● Work instructions
Within the records below, find each line that holds the string "reason", then copy it.
-- Opening Marker --
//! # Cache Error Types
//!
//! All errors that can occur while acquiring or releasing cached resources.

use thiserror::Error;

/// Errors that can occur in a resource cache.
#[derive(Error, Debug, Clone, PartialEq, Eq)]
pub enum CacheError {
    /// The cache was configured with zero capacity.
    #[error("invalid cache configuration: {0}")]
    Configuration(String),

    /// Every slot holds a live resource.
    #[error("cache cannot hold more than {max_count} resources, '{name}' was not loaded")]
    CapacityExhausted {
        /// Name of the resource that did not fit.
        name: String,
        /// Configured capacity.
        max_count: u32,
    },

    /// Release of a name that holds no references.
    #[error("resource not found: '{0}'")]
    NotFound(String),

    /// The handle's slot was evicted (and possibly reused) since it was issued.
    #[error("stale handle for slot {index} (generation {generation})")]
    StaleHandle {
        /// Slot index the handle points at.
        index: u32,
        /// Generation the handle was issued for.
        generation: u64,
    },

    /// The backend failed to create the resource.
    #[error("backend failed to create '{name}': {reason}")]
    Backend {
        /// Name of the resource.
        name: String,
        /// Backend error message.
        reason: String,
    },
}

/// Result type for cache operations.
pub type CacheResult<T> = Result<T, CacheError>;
-- Closing Marker --
● Solution for this exercise
    #[error("backend failed to create '{name}': {reason}")]
        reason: String,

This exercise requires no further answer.